Downloading#

pygeodes let’s you download items after having searched them.

Prerequisites#

This feature requires you to provide an api key (see Configuration).

Once you’ve got a geodes object (see Creating your Geodes object) with you api key in the configuration, you’re good to go.

Downloading an item#

Once you searched for items and find yourself with an Item object, you can download it by simply doing :

geodes.download_item_archive(item) # geodes being your Geodes instance with an api key

This will download the item under its original title in the download directory from your geodes object’s configuration (by default the current directory). But you can also choose a custom filename :

geodes.download_item_archive(item,outfile="my_item.zip")

Note

This will still download in the default download directory, use ./my_item.zip if you want to be sure it’s in your current working directory.

In a more convenient way, you can also use :

item.download_archive()

Caution

Be aware that using item.download_archive() uses the last created Geodes instance and its conf. So, if you want to control which geodes instance is used, use geodes.download_item(item)

Downloading lots of items#

Important

Only works on jupyter notebook environments, for now.
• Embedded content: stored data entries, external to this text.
// ABOUTME: Resume command implementation
// ABOUTME: Re-runs only the units whose latest recorded state is Failed

use anyhow::Result;
use std::sync::Arc;

use super::export::print_summary;
use crate::migration::{MigrationContext, PhaseScheduler, RunMode, RunSummary};
use crate::unit::UnitState;

/// Retry failed units, each from its last durable checkpoint
///
/// Units in any other state are left alone, which makes this safe to run
/// after a partially successful export or import.
pub async fn resume(ctx: Arc<MigrationContext>, mode: RunMode) -> Result<RunSummary> {
    let failed: Vec<_> = ctx
        .store
        .units()
        .into_iter()
        .filter(|u| u.state == UnitState::Failed)
        .collect();

    if failed.is_empty() {
        tracing::info!("✓ No failed units in {}", ctx.store.path().display());
        return Ok(RunSummary::default());
    }

    for unit in &failed {
        tracing::info!(
            "Retrying {} (attempt {}): {}",
            unit.name,
            unit.attempts + 2,
            unit.last_error.as_deref().unwrap_or("no error recorded")
        );
    }

    let names: Vec<_> = failed.into_iter().map(|u| u.name).collect();
    let summary = PhaseScheduler::new(Arc::clone(&ctx), mode).run(&names).await?;
    print_summary("Resume", &summary);
    Ok(summary)
}
// ABOUTME: Export of one migration unit from the source instance
// ABOUTME: Captures definitions, extracts table data in bounded batches, and ships files onward

use anyhow::{anyhow, Context, Result};
use std::path::{Path, PathBuf};

use super::access_control;
use super::compression::gzip;
use super::context::{Interrupted, MigrationContext};
use super::layout::write_atomic;
use crate::checkpoint::{CheckpointEvent, FailureKind};
use crate::endpoint::DatabaseEndpoint;
use crate::transport::{self, Transport};
use crate::unit::{BatchRecord, MigrationUnit, QualifiedName, UnitKind, UnitState};
use crate::utils::{pace, retry_with_backoff};

/// Row range covered by one batch
#[derive(Debug, Clone, Copy, PartialEq, Eq)]
pub struct BatchWindow {
    pub index: u64,
    pub row_offset: u64,
    pub row_count: u64,
}

impl BatchWindow {
    fn matches(&self, record: &BatchRecord) -> bool {
        record.row_offset == self.row_offset && record.row_count == self.row_count
    }
}

/// Split `[0, total_rows)` into contiguous batch windows
///
/// Batches already recorded for the unit are kept as long as they form a
/// gap-free prefix starting at row 0 with indices `0..n`; the remainder is
/// planned with `batch_size`. Windows are returned in index order, which is
/// also row order.
pub fn plan_windows(total_rows: u64, batch_size: u64, existing: &[BatchRecord]) -> Vec<BatchWindow> {
    let batch_size = batch_size.max(1);
    let mut sorted: Vec<&BatchRecord> = existing.iter().collect();
    sorted.sort_by_key(|b| b.row_offset);

    let mut windows = Vec::new();
    let mut cursor = 0;
    for batch in sorted {
        let next_index = windows.len() as u64;
        if batch.row_offset != cursor
            || batch.index != next_index
            || batch.row_count == 0
            || batch.row_end() > total_rows
        {
            break;
        }
        windows.push(BatchWindow {
            index: batch.index,
            row_offset: batch.row_offset,
            row_count: batch.row_count,
        });
        cursor = batch.row_end();
    }

    while cursor < total_rows {
        let row_count = batch_size.min(total_rows - cursor);
        windows.push(BatchWindow {
            index: windows.len() as u64,
            row_offset: cursor,
            row_count,
        });
        cursor += row_count;
    }
    windows
}

/// Run one unit through export (and transfer when a transport is configured)
///
/// Every step that completes is checkpointed before the next begins, so a
/// rerun picks up at the first step without a durable record.
pub async fn export_unit(ctx: &MigrationContext, name: &QualifiedName) -> Result<()> {
    let source = ctx.source()?;
    let unit = snapshot(ctx, name)?;

    if unit.kind == UnitKind::AccessControlBundle {
        if !unit.state.reached(UnitState::SchemaExported) {
            access_control::export_bundle(ctx, source, name).await?;
        }
    } else {
        if !unit.state.reached(UnitState::SchemaExported) {
            export_definition(ctx, source, &unit).await?;
        }
        if unit.kind == UnitKind::DataTable && !unit.state.reached(UnitState::DataExported) {
            export_data(ctx, source, name).await?;
        }
    }

    if let Some(transport) = &ctx.transport {
        if !snapshot(ctx, name)?.state.reached(UnitState::Transferred) {
            ship_definition(ctx, transport.as_ref(), &unit).await?;
            ctx.store
                .record_event(name, CheckpointEvent::Transferred, transport.describe())
                .await?;
        }
    }
    Ok(())
}

pub(crate) fn snapshot(ctx: &MigrationContext, name: &QualifiedName) -> Result<MigrationUnit> {
    ctx.store
        .unit(name)
        .with_context(|| format!("Unit '{}' is not registered in {}", name, ctx.store.path().display()))
}

async fn export_definition(
    ctx: &MigrationContext,
    source: &dyn DatabaseEndpoint,
    unit: &MigrationUnit,
) -> Result<()> {
    let ddl = retry_with_backoff(
        || source.describe_schema(&unit.name, unit.kind),
        ctx.config.max_retries,
        ctx.config.retry_delay,
    )
    .await
    .with_context(|| format!("Failed to capture definition of '{}'", unit.name))
    .context(FailureKind::SchemaExportFailure)?;

    let layout = &ctx.layout;
    write_atomic(&layout.absolute(&layout.schema_file(&unit.name)?), ddl.as_bytes()).await?;
    write_kind_marker(ctx, unit).await?;

    ctx.store
        .record_event(&unit.name, CheckpointEvent::SchemaExported, "")
        .await?;
    tracing::info!("✓ Captured definition of {} ({})", unit.name, unit.kind);
    Ok(())
}

pub(crate) async fn write_kind_marker(ctx: &MigrationContext, unit: &MigrationUnit) -> Result<()> {
    let layout = &ctx.layout;
    let path = layout.absolute(&layout.kind_file(&unit.name)?);
    write_atomic(&path, format!("{}\n", unit.kind).as_bytes()).await
}

async fn export_data(
    ctx: &MigrationContext,
    source: &dyn DatabaseEndpoint,
    name: &QualifiedName,
) -> Result<()> {
    let unit = snapshot(ctx, name)?;
    let format = ctx.config.format;

    let total_rows = match unit.row_count {
        Some(rows) if !unit.batches.is_empty() => rows,
        _ => {
            let stats = retry_with_backoff(
                || source.table_stats(name),
                ctx.config.max_retries,
                ctx.config.retry_delay,
            )
            .await
            .with_context(|| format!("Failed to count rows of '{}'", name))
            .context(FailureKind::BatchExportFailure)?;
            ctx.store
                .record_event(
                    name,
                    CheckpointEvent::ExportStarted {
                        row_count: stats.rows,
                    },
                    "",
                )
                .await?;
            stats.rows
        }
    };

    let batch_size = ctx.config.batch_size_for(unit.attempts);
    let windows = plan_windows(total_rows, batch_size, &unit.batches);
    remove_stale_batches(ctx, &unit, &windows).await?;

    tracing::info!(
        "Exporting {} ({} rows in {} batch(es) of up to {})",
        name,
        total_rows,
        windows.len(),
        batch_size
    );

    for (position, window) in windows.iter().enumerate() {
        ctx.check_cancelled()?;
        let recorded = unit.batch(window.index).filter(|b| window.matches(b));
        if recorded.is_some_and(|b| b.transferred) {
            continue;
        }

        let relative = ctx.layout.batch_file(name, window.index, format)?;
        let local = ctx.layout.absolute(&relative);
        let on_disk = match recorded {
            Some(batch) => file_has_size(&local, batch.size_bytes).await,
            None => false,
        };

        if !on_disk {
            let size_bytes = export_batch(ctx, source, name, window, &local).await?;
            ctx.store
                .record_event(
                    name,
                    CheckpointEvent::BatchExported {
                        index: window.index,
                        row_offset: window.row_offset,
                        row_count: window.row_count,
                        size_bytes,
                    },
                    relative.display().to_string(),
                )
                .await?;
        } else if ctx.transport.is_none() {
            continue;
        }

        if let Some(transport) = &ctx.transport {
            transport::ship(
                transport.as_ref(),
                &local,
                &relative,
                ctx.config.max_retries,
                ctx.config.retry_delay,
            )
            .await
            .with_context(|| format!("Failed to transfer batch {} of '{}'", window.index, name))
            .context(FailureKind::BatchTransferFailure)?;
            ctx.store
                .record_event(
                    name,
                    CheckpointEvent::BatchTransferred {
                        index: window.index,
                    },
                    "",
                )
                .await?;
        }

        if position + 1 < windows.len() && !pace(ctx.config.batch_delay, &ctx.cancel).await {
            return Err(Interrupted.into());
        }
    }

    match source.table_stats(name).await {
        Ok(stats) if stats.rows > total_rows => tracing::warn!(
            "⚠ {} grew from {} to {} rows during export; rows past the snapshot are not part of this run",
            name,
            total_rows,
            stats.rows
        ),
        Ok(stats) if stats.rows < total_rows => tracing::warn!(
            "⚠ {} shrank from {} to {} rows during export",
            name,
            total_rows,
            stats.rows
        ),
        Ok(_) => {}
        Err(e) => tracing::debug!("Could not re-count {} after export: {:#}", name, e),
    }

    ctx.store
        .record_event(
            name,
            CheckpointEvent::DataExported,
            format!("{} batch(es)", windows.len()),
        )
        .await?;
    tracing::info!("✓ Exported {} ({} rows)", name, total_rows);
    Ok(())
}

/// Extract, compress, and write one batch; returns the compressed size
async fn export_batch(
    ctx: &MigrationContext,
    source: &dyn DatabaseEndpoint,
    name: &QualifiedName,
    window: &BatchWindow,
    local: &Path,
) -> Result<u64> {
    let format = ctx.config.format;
    let data = retry_with_backoff(
        || source.export_rows(name, format, window.row_offset, window.row_count),
        ctx.config.max_retries,
        ctx.config.retry_delay,
    )
    .await
    .with_context(|| {
        format!(
            "Failed to export rows {}..{} of '{}'",
            window.row_offset,
            window.row_offset + window.row_count,
            name
        )
    })
    .context(FailureKind::BatchExportFailure)?;

    if data.is_empty() {
        return Err(anyhow!(
            "Batch {} of '{}' (rows {}..{}) came back empty",
            window.index,
            name,
            window.row_offset,
            window.row_offset + window.row_count
        )
        .context(FailureKind::BatchExportFailure));
    }

    let compressed = gzip(data).await?;
    write_atomic(local, &compressed).await?;
    tracing::debug!(
        "Wrote batch {} of {} ({} bytes compressed)",
        window.index,
        name,
        compressed.len()
    );
    Ok(compressed.len() as u64)
}

/// Delete local batch files the new plan no longer covers
async fn remove_stale_batches(
    ctx: &MigrationContext,
    unit: &MigrationUnit,
    windows: &[BatchWindow],
) -> Result<()> {
    for batch in &unit.batches {
        if windows.iter().any(|w| w.index == batch.index && w.matches(batch)) {
            continue;
        }
        let path = ctx
            .layout
            .absolute(&ctx.layout.batch_file(&unit.name, batch.index, ctx.config.format)?);
        match tokio::fs::remove_file(&path).await {
            Ok(()) => tracing::warn!(
                "Discarded out-of-plan batch {} of {}",
                batch.index,
                unit.name
            ),
            Err(e) if e.kind() == std::io::ErrorKind::NotFound => {}
            Err(e) => {
                return Err(e).with_context(|| format!("Failed to remove {}", path.display()));
            }
        }
    }
    Ok(())
}

async fn file_has_size(path: &Path, expected: u64) -> bool {
    matches!(tokio::fs::metadata(path).await, Ok(m) if m.len() == expected && expected > 0)
}

/// Files describing a unit, in shipping order
///
/// The kind marker always goes last: its arrival tells the destination that
/// everything else for the unit is in place.
async fn definition_files(ctx: &MigrationContext, unit: &MigrationUnit) -> Result<Vec<PathBuf>> {
    let layout = &ctx.layout;
    let mut files = Vec::new();
    if unit.kind == UnitKind::AccessControlBundle {
        for entity in crate::endpoint::AccessEntity::REPLAY_ORDER {
            let relative = layout.access_control_file(entity);
            if tokio::fs::metadata(layout.absolute(&relative)).await.is_ok() {
                files.push(relative);
            }
        }
    } else {
        files.push(layout.schema_file(&unit.name)?);
    }
    files.push(layout.kind_file(&unit.name)?);
    Ok(files)
}

async fn ship_definition(
    ctx: &MigrationContext,
    transport: &dyn Transport,
    unit: &MigrationUnit,
) -> Result<()> {
    let failure = if unit.kind == UnitKind::AccessControlBundle {
        FailureKind::AccessControlFailure
    } else {
        FailureKind::BatchTransferFailure
    };
    for relative in definition_files(ctx, unit).await? {
        transport::ship(
            transport,
            &ctx.layout.absolute(&relative),
            &relative,
            ctx.config.max_retries,
            ctx.config.retry_delay,
        )
        .await
        .with_context(|| format!("Failed to transfer definition of '{}'", unit.name))
        .context(failure)?;
    }
    Ok(())
}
If you find yourself wanting to download lots of items, you could want to monitor/watch your downloads. This can be done using a pygeodes.utils.profile.DownloadQueue. Let’s say you have a list of items objects you want to download, you can download them using a queue :

from pygeodes.utils.profile import DownloadQueue,Profile

# in a first cell :

Profile.reset() # not mandatory but it clears the download history, may help
items_to_download = [item1,item2,...]

queue = DownloadQueue(items_to_download,download_dir="/tmp/downloads")

# in another cell :

queue.run()

Note

The download_dir is not mandatory, if you don’t provide it, the queue will use the download dir from the conf of the latest Geodes instance created. But it’s strongly advised to provide your own download dir, preferably empty. This helps to avoid pygeodes losing time by constantly checking files and computing checksums in the download directory to check if these files are not the file you’re trying to download.

If the queue is interrupted before ending (for example by hitting Ctrl+C), just re-execute the queue.run() cell, and it will re-start where it stopped. While it runs, you can monitor the pending and current downloads (see Monitoring downloads).

When it’s finished, you can check if all went well by using :

queue.check_integrity()

Downloading from S3#

If you provided your S3 credentials in your conf, you can use boto3 to download items directly from the datalake. Provided your conf contains your S3 credentials (see Configuration), any use of geodes.download_item_archive or item.download_archive will use the S3 client instead of geodes. If you wish to use the s3 client for other purpose (exploring buckets for example), you can use the S3 client this way :

for bucket in geodes.s3_client.buckets.all(): # s3_client is already configured with your credentials
    print(bucket.name)